Problem requirements:
What you return must be the lines of the data that hold the word "seen".

Data in this exercise:
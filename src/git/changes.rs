//! Change classification across the staged, unstaged and untracked partitions.

use std::collections::HashSet;
use std::fmt;

use git2::{Delta, Diff, DiffFindOptions, DiffOptions, Repository, Status, StatusOptions};
use tracing::{debug, info};

use crate::error::ClassificationError;
use crate::git::repository::{RepositoryHandle, ensure_not_bare, resolve_head_tree};

/// Status tag of a classified change.
#[derive(Debug, Clone, Copy, PartialEq, Eq)]
pub enum ChangeStatus {
    Staged,
    Unstaged,
    Untracked,
    Renamed,
}

impl ChangeStatus {
    pub fn as_str(&self) -> &'static str {
        match self {
            ChangeStatus::Staged => "staged",
            ChangeStatus::Unstaged => "unstaged",
            ChangeStatus::Untracked => "untracked",
            ChangeStatus::Renamed => "renamed",
        }
    }
}

impl fmt::Display for ChangeStatus {
    fn fmt(&self, f: &mut fmt::Formatter<'_>) -> fmt::Result {
        f.write_str(self.as_str())
    }
}

/// One of the three independent change queries.
#[derive(Debug, Clone, Copy, PartialEq, Eq)]
pub enum Partition {
    /// HEAD tree vs index.
    Staged,
    /// Index vs working tree.
    Unstaged,
    /// Files git does not track yet.
    Untracked,
}

/// A single classified change.
#[derive(Debug, Clone, PartialEq, Eq)]
pub struct ChangeEntry {
    /// The path, or the old path for renames.
    pub path: String,
    /// The new path for renames.
    pub secondary_path: Option<String>,
    pub status: ChangeStatus,
}

impl ChangeEntry {
    pub fn new(path: impl Into<String>, status: ChangeStatus) -> Self {
        Self {
            path: path.into(),
            secondary_path: None,
            status,
        }
    }

    pub fn renamed(old_path: impl Into<String>, new_path: impl Into<String>) -> Self {
        Self {
            path: old_path.into(),
            secondary_path: Some(new_path.into()),
            status: ChangeStatus::Renamed,
        }
    }

    /// The path that exists in the working tree after this change.
    pub fn current_path(&self) -> &str {
        self.secondary_path.as_deref().unwrap_or(&self.path)
    }

    /// Display label: `old -> new` for renames, the path otherwise.
    pub fn label(&self) -> String {
        match &self.secondary_path {
            Some(new_path) => format!("{} -> {}", self.path, new_path),
            None => self.path.clone(),
        }
    }
}

impl fmt::Display for ChangeEntry {
    fn fmt(&self, f: &mut fmt::Formatter<'_>) -> fmt::Result {
        write!(f, "{} [{}]", self.label(), self.status)
    }
}

/// Classify every pending change in the repository.
///
/// Staged entries come first, then unstaged, then untracked. A path reported
/// by an earlier partition is not repeated by a later one, and the new side
/// of a rename is never listed again as untracked.
pub fn classify_changes(
    handle: &RepositoryHandle,
    rename_detection: bool,
) -> Result<Vec<ChangeEntry>, ClassificationError> {
    let repo = handle.lock();
    ensure_not_bare(&repo)?;

    let staged = query_staged(&repo, rename_detection)?;
    let unstaged = query_unstaged(&repo, rename_detection)?;
    let untracked = query_untracked(&repo)?;

    info!(
        staged = staged.len(),
        unstaged = unstaged.len(),
        untracked = untracked.len(),
        "Retrieved changed files"
    );

    Ok(merge_partitions(staged, unstaged, untracked))
}

/// List the changes of a single partition.
pub fn list_changes(
    handle: &RepositoryHandle,
    partition: Partition,
    rename_detection: bool,
) -> Result<Vec<ChangeEntry>, ClassificationError> {
    let repo = handle.lock();
    ensure_not_bare(&repo)?;

    match partition {
        Partition::Staged => query_staged(&repo, rename_detection),
        Partition::Unstaged => query_unstaged(&repo, rename_detection),
        Partition::Untracked => query_untracked(&repo),
    }
}

/// Concatenate the partitions in order, dropping paths already seen.
fn merge_partitions(
    staged: Vec<ChangeEntry>,
    unstaged: Vec<ChangeEntry>,
    untracked: Vec<ChangeEntry>,
) -> Vec<ChangeEntry> {
    let mut seen: HashSet<String> = HashSet::new();
    let mut merged = Vec::with_capacity(staged.len() + unstaged.len() + untracked.len());

    for entry in staged.into_iter().chain(unstaged).chain(untracked) {
        let paths: Vec<&str> = std::iter::once(entry.path.as_str())
            .chain(entry.secondary_path.as_deref())
            .collect();

        if paths.iter().any(|p| seen.contains(*p)) {
            debug!("Skipping {} already reported by an earlier partition", entry.label());
            continue;
        }

        seen.extend(paths.into_iter().map(str::to_string));
        merged.push(entry);
    }

    merged
}

pub(crate) fn query_staged(
    repo: &Repository,
    rename_detection: bool,
) -> Result<Vec<ChangeEntry>, ClassificationError> {
    let head_tree = resolve_head_tree(repo).map_err(ClassificationError::DiffFailed)?;

    let mut diff = repo
        .diff_tree_to_index(head_tree.as_ref(), None, None)
        .map_err(ClassificationError::DiffFailed)?;

    if rename_detection {
        let mut find = DiffFindOptions::new();
        find.renames(true);
        diff.find_similar(Some(&mut find))
            .map_err(ClassificationError::DiffFailed)?;
    }

    Ok(entries_from_diff(&diff, ChangeStatus::Staged))
}

fn query_unstaged(
    repo: &Repository,
    rename_detection: bool,
) -> Result<Vec<ChangeEntry>, ClassificationError> {
    let mut opts = DiffOptions::new();
    // Untracked files only take part as rename targets; they are listed by
    // the untracked query.
    opts.include_untracked(rename_detection)
        .recurse_untracked_dirs(rename_detection);

    let mut diff = repo
        .diff_index_to_workdir(None, Some(&mut opts))
        .map_err(ClassificationError::DiffFailed)?;

    if rename_detection {
        let mut find = DiffFindOptions::new();
        find.renames(true).for_untracked(true);
        diff.find_similar(Some(&mut find))
            .map_err(ClassificationError::DiffFailed)?;
    }

    Ok(entries_from_diff(&diff, ChangeStatus::Unstaged))
}

fn query_untracked(repo: &Repository) -> Result<Vec<ChangeEntry>, ClassificationError> {
    let mut opts = StatusOptions::new();
    opts.include_untracked(true)
        .recurse_untracked_dirs(true)
        .include_ignored(false);

    let statuses = repo
        .statuses(Some(&mut opts))
        .map_err(ClassificationError::StatusFailed)?;

    Ok(statuses
        .iter()
        .filter(|s| s.status().contains(Status::WT_NEW))
        .filter_map(|s| s.path().map(str::to_string))
        .map(|path| ChangeEntry::new(path, ChangeStatus::Untracked))
        .collect())
}

/// Convert diff deltas into entries, collapsing renames into one entry.
fn entries_from_diff(diff: &Diff<'_>, status: ChangeStatus) -> Vec<ChangeEntry> {
    diff.deltas()
        .filter_map(|delta| {
            let new_path = delta
                .new_file()
                .path()
                .map(|p| p.to_string_lossy().to_string());
            let old_path = delta
                .old_file()
                .path()
                .map(|p| p.to_string_lossy().to_string());

            match delta.status() {
                Delta::Renamed => match (old_path, new_path) {
                    (Some(old), Some(new)) => Some(ChangeEntry::renamed(old, new)),
                    (old, new) => old.or(new).map(|p| ChangeEntry::new(p, status)),
                },
                Delta::Untracked | Delta::Ignored | Delta::Unmodified => None,
                _ => old_path
                    .or(new_path)
                    .filter(|p| !p.is_empty())
                    .map(|p| ChangeEntry::new(p, status)),
            }
        })
        .collect()
}
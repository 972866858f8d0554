//! commitsmith - Generate conventional commit messages for staged changes.
//!
//! # Overview
//!
//! commitsmith classifies the pending changes of a git repository, stages the
//! user's selection, sends a size-bounded diff to an OpenAI-compatible
//! text-generation backend, validates the reply against a single-line
//! `type: description` grammar with bounded retries, and finally commits and
//! optionally pushes.

pub mod commit;
pub mod config;
pub mod error;
pub mod git;
pub mod llm;
pub mod session;

// Re-export commonly used types
pub use commit::{CommitId, CommitMessage, CommitType, DiffPayload, MessageGenerator, RetryController};
pub use config::{BackendConfig, PipelineConfig};
pub use error::{
    ClassificationError, CommitError, GenerationError, GenerationErrorKind, PushError,
    RepositoryError, SessionError, StageError,
};
pub use git::{ChangeEntry, ChangeStatus, RepositoryHandle};
pub use llm::{Completion, OpenAiCompatibleBackend, TextBackend};
pub use session::{GenerationOutcome, Session};
use crate::types::JobId;
use reqwest::StatusCode;
use std::{result, time::Duration};
use thiserror::Error;

#[derive(Error, Debug)]
pub enum ClientError {
    /// The token endpoint refused the credentials.
    #[error("{status} - {body}")]
    Auth { status: StatusCode, body: String },
    /// Any other non-success response from the API.
    #[error("{status} - {body}")]
    Http { status: StatusCode, body: String },
    #[error("Job {job_id} timed out after {secs} seconds", secs = .timeout.as_secs())]
    Timeout { job_id: JobId, timeout: Duration },
    #[error("{0}")]
    InvalidInput(String),
    /// Connection, TLS or body decoding failure.
    #[error("transport error: {0}")]
    Transport(#[from] reqwest::Error),
}

impl ClientError {
    /// Status code of the failed response, if the server answered at all.
    pub fn status(&self) -> Option<StatusCode> {
        match self {
            ClientError::Auth { status, .. } | ClientError::Http { status, .. } => Some(*status),
            _ => None,
        }
    }
}

pub type Result<T> = result::Result<T, ClientError>;
mod arg_parser;
mod client_cli;

use arg_parser::{ArgParser, Command};
use client_cli::ClientCli;

use clap::Parser;
use std::process;

#[tokio::main]
async fn main() {
    let args = ArgParser::parse();
    setup_logging(args.verbose);

    // reject bad input before any request goes out
    let command = match args.command() {
        Ok(command) => command,
        Err(err) => {
            eprintln!("{}", err);
            process::exit(1);
        }
    };

    let client = match ClientCli::connect(&args.credential(), args.request_timeout()).await {
        Ok(client) => client,
        Err(err) => {
            eprintln!("Authentication failed: {}", err);
            process::exit(1);
        }
    };

    match command {
        Command::List => client.list_templates().await,
        Command::Launch {
            template_id,
            extra_vars,
            wait,
        } => {
            let policy = args.poll_policy();
            client
                .launch(template_id, extra_vars.as_ref(), wait.then(|| &policy))
                .await
        }
        Command::Status { job_id } => client.query_status(job_id).await,
        Command::Output { job_id } => client.print_output(job_id).await,
    }
}

fn setup_logging(verbose: u8) {
    let filter = tracing_subscriber::EnvFilter::try_from_default_env().unwrap_or_else(|_| {
        match verbose {
            0 => tracing_subscriber::EnvFilter::new("warn"),
            1 => tracing_subscriber::EnvFilter::new("info"),
            2 => tracing_subscriber::EnvFilter::new("debug,hyper=info,reqwest=info"),
            _ => tracing_subscriber::EnvFilter::new("trace"),
        }
    });

    tracing_subscriber::fmt()
        .with_env_filter(filter)
        .with_target(false)
        .with_writer(std::io::stderr)
        .init();
}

Answer box:
/// Concatenate the partitions in order, dropping paths already seen.
    let mut seen: HashSet<String> = HashSet::new();
        if paths.iter().any(|p| seen.contains(*p)) {
        seen.extend(paths.into_iter().map(str::to_string));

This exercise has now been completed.